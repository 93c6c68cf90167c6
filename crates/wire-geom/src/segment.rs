//! Segment predicates for visibility testing and corner fan-out.
//!
//! These are the low-level kernels the router leans on: a robust integer
//! segment intersection test, the cross product used to decide which way a
//! wire bends around a corner, the slope sign that selects which obstacle
//! diagonal to test, and the signed cosine key used to order wires sharing a
//! corner.
//!
//! All intermediate arithmetic is `i64` so any pair of `i32` coordinates is
//! exact.

use crate::point::GridPoint;

/// Position of `(px, py)` relative to the directed line from `(x1, y1)` to
/// `(x2, y2)`.
///
/// Returns `-1` or `1` depending on which side of the line the point falls
/// on, and `0` when the point lies on the closed segment. A collinear point
/// beyond an endpoint reports the side it would reach by continuing past that
/// endpoint.
#[must_use]
#[allow(clippy::similar_names)]
pub fn relative_ccw(x1: i32, y1: i32, x2: i32, y2: i32, px: i32, py: i32) -> i32 {
    let dx = i64::from(x2) - i64::from(x1);
    let dy = i64::from(y2) - i64::from(y1);
    let mut qx = i64::from(px) - i64::from(x1);
    let mut qy = i64::from(py) - i64::from(y1);

    let mut ccw = qx * dy - qy * dx;
    if ccw == 0 {
        // Collinear: resolve against the segment extent.
        ccw = qx * dx + qy * dy;
        if ccw > 0 {
            qx -= dx;
            qy -= dy;
            ccw = qx * dx + qy * dy;
            if ccw < 0 {
                ccw = 0;
            }
        }
    }
    match ccw.cmp(&0) {
        std::cmp::Ordering::Less => -1,
        std::cmp::Ordering::Equal => 0,
        std::cmp::Ordering::Greater => 1,
    }
}

/// Returns `true` if segment `(x1, y1)-(x2, y2)` intersects segment
/// `(x3, y3)-(x4, y4)`.
///
/// Touching endpoints and collinear overlap both count as intersection.
///
/// # Example
///
/// ```
/// use wire_geom::lines_intersect;
///
/// assert!(lines_intersect(0, 0, 10, 10, 0, 10, 10, 0));
/// assert!(lines_intersect(0, 0, 5, 0, 5, 0, 9, 9)); // shared endpoint
/// assert!(!lines_intersect(0, 0, 5, 0, 0, 1, 5, 1));
/// ```
#[must_use]
#[allow(clippy::similar_names, clippy::too_many_arguments)]
pub fn lines_intersect(
    x1: i32,
    y1: i32,
    x2: i32,
    y2: i32,
    x3: i32,
    y3: i32,
    x4: i32,
    y4: i32,
) -> bool {
    relative_ccw(x1, y1, x2, y2, x3, y3) * relative_ccw(x1, y1, x2, y2, x4, y4) <= 0
        && relative_ccw(x3, y3, x4, y4, x1, y1) * relative_ccw(x3, y3, x4, y4, x2, y2) <= 0
}

/// Convenience form of [`lines_intersect`] over [`GridPoint`]s.
#[must_use]
pub fn segments_intersect(a1: GridPoint, a2: GridPoint, b1: GridPoint, b2: GridPoint) -> bool {
    lines_intersect(a1.x, a1.y, a2.x, a2.y, b1.x, b1.y, b2.x, b2.y)
}

/// Cross product of the segment `s -> v` with the segment `v -> c`, anchored
/// at the shared vertex `v`.
///
/// The sign tells which side of the incoming segment the point `c` falls on;
/// the router uses it with `c` as an obstacle center to decide whether a wire
/// bends toward or away from the obstacle.
#[must_use]
pub fn cross_at(s: GridPoint, v: GridPoint, c: GridPoint) -> i64 {
    (i64::from(s.x) - i64::from(v.x)) * (i64::from(c.y) - i64::from(v.y))
        - (i64::from(s.y) - i64::from(v.y)) * (i64::from(c.x) - i64::from(v.x))
}

/// Sign-carrying slope indicator for the segment `a -> b`.
///
/// Not the actual slope: the y delta, negated when the segment runs
/// leftward, so the sign alone distinguishes rising from falling segments.
#[must_use]
pub const fn slope_sign(a: GridPoint, b: GridPoint) -> i32 {
    if b.x - a.x >= 0 {
        b.y - a.y
    } else {
        -(b.y - a.y)
    }
}

/// Signed cosine key for the bend `s -> v -> n`.
///
/// Maps the turn at `v` onto a single ordered scale: the magnitude is
/// `1 + cos` of the angle between the incoming direction reversed and the
/// outgoing direction, and the sign comes from the turn direction. Wires
/// sharing a corner are sorted by this key so the sharpest bend ends up
/// outermost.
///
/// Returns `0.0` for a degenerate bend with a zero-length side.
#[must_use]
pub fn bend_cosine(s: GridPoint, v: GridPoint, n: GridPoint) -> f64 {
    let inbound = s.to_vector() - v.to_vector();
    let outbound = n.to_vector() - v.to_vector();
    let len_product = inbound.norm() * outbound.norm();
    if len_product == 0.0 {
        return 0.0;
    }

    let cos = inbound.dot(&outbound) / len_product;
    let sin = (i64::from(s.x) - i64::from(v.x)) * (i64::from(n.y) - i64::from(v.y))
        - (i64::from(s.y) - i64::from(v.y)) * (i64::from(n.x) - i64::from(v.x));
    if sin < 0 {
        1.0 + cos
    } else {
        -(1.0 + cos)
    }
}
—————
Your assignment: Look through the entries above and say how many lines contain "router", giving nothing but the number.

Written answer: 2